If that was the exclusive way of calling the low-level commands, that
would still break existing scripts. And if you keep e.g. "git
write-tree" and just add "llgit write-tree" as an alias, that will IMHO
just cause more confusion once old and new git users meet. And I agree
with Peff, it's not important whether it's "git foo", "llgit foo", "git
lowlevel foo" or something else. It's just about how much your users
really _need_ to know and how you tell them to use the stuff.

> I think UI/API works way better than porcelain/plumbing. We are, after
> all, programmers.

We are programmers, but not all git users are programmers.

> It would also be good to link to a definition any time you use a term
> of art in the docs. I would even do that in the case of UI/API since
> the distinction could appear to be subtle.
>
> I should also say, most of the docs and interfaces I see in Git (and
> its wrappers, web interfaces, etc.) give the SHA1 hashes way too much
> exposure. The times when it's actually more convenient to use a hash
> instead of one of the other notations are rare,

How often do you need a name for a commit shown by a command and can
accept that it is not stable? I usually need a name because I
want to reference that commit later on, either because I need to talk to
other users, or because I'm working on something and might need to look
at that commit now and then, regardless on my current state of things.
One big exception in my workflow is when I use "git blame", then I
usually just need the name once to look at the full commit.
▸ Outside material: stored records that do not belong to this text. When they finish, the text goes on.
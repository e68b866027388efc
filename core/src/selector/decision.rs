//! selector/decision.rs
//! Append-only record of one selection.

use serde::{Deserialize, Serialize};

use crate::compression::Algorithm;
use crate::features::FeatureVector;
use crate::selector::rules::select;
use crate::selector::thresholds::ThresholdConfig;
use crate::utils::unix_timestamp;

/// What the selector chose for a file and under which thresholds.
/// Never mutated after creation.
#[derive(Debug, Clone, PartialEq, Serialize, Deserialize)]
pub struct Decision {
    pub file_name: String,
    pub algorithm: Algorithm,
    pub entropy_threshold_used: f64,
    pub size_threshold_used: u64,
    pub features: FeatureVector,
    pub timestamp: f64,
    /// Caller overrode the rule chain.
    #[serde(default)]
    pub forced: bool,
}

impl Decision {
    /// Run the rule chain and stamp the thresholds it ran under.
    pub fn decide(file_name: impl Into<String>, features: FeatureVector, thresholds: &ThresholdConfig) -> Self {
        let algorithm = select(&features, thresholds);
        Self::build(file_name.into(), algorithm, features, thresholds, false)
    }

    /// Record an explicit caller choice. Thresholds are still stamped so the
    /// row is comparable with rule-chain decisions.
    pub fn forced(
        file_name: impl Into<String>,
        algorithm: Algorithm,
        features: FeatureVector,
        thresholds: &ThresholdConfig,
    ) -> Self {
        Self::build(file_name.into(), algorithm, features, thresholds, true)
    }

    fn build(
        file_name: String,
        algorithm: Algorithm,
        features: FeatureVector,
        thresholds: &ThresholdConfig,
        forced: bool,
    ) -> Self {
        Self {
            file_name,
            algorithm,
            entropy_threshold_used: thresholds.entropy_threshold,
            size_threshold_used: thresholds.size_threshold,
            features,
            timestamp: unix_timestamp(),
            forced,
        }
    }

    pub fn thresholds(&self) -> ThresholdConfig {
        ThresholdConfig::new(self.entropy_threshold_used, self.size_threshold_used)
    }
}

#[cfg(test)]
mod tests {
    use super::*;
    use crate::features::ContentClass;

    #[test]
    fn decide_stamps_thresholds_used() {
        let fv = FeatureVector::new(0.0, 10, ContentClass::Binary, "application/octet-stream");
        let t = ThresholdConfig::new(4.0, 1_000_000);
        let d = Decision::decide("zeros.bin", fv, &t);
        assert_eq!(d.algorithm, Algorithm::Gzip);
        assert_eq!(d.thresholds(), t);
        assert!(!d.forced);
        assert!(d.timestamp > 0.0);
    }

    #[test]
    fn forced_keeps_caller_choice() {
        let fv = FeatureVector::new(0.0, 10, ContentClass::Binary, "application/octet-stream");
        let d = Decision::forced("zeros.bin", Algorithm::Zstd, fv, &ThresholdConfig::default());
        assert_eq!(d.algorithm, Algorithm::Zstd);
        assert!(d.forced);
    }
}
But then I
prefer a 7-8 characters long sha-1 prefix to something like
improve_foo_speed~132^12~1^3. And "pseudo-stable" numbers have been
discussed to death.

> and if hashes weren't so exposed I bet most interfaces would make
> those other names more available. One reason I think hashes retain
> their prominent exposure is that you have no other reasonably stable
> way of referring to commits, since branch~NN counts backward from
> HEAD. Adding such a thing would help.

It counts backwards from "branch".

> Oh, one other specific issue: the rev-parse manpage uses $GIT_DIR
> without saying what it is. I *think* that means the root of the
> working copy and has nothing to do with environment variables, but
> it's hard to be sure, and if I'm right about that, it's misleading
> notation.

$GIT_DIR means the .git directory of a non-bare repo.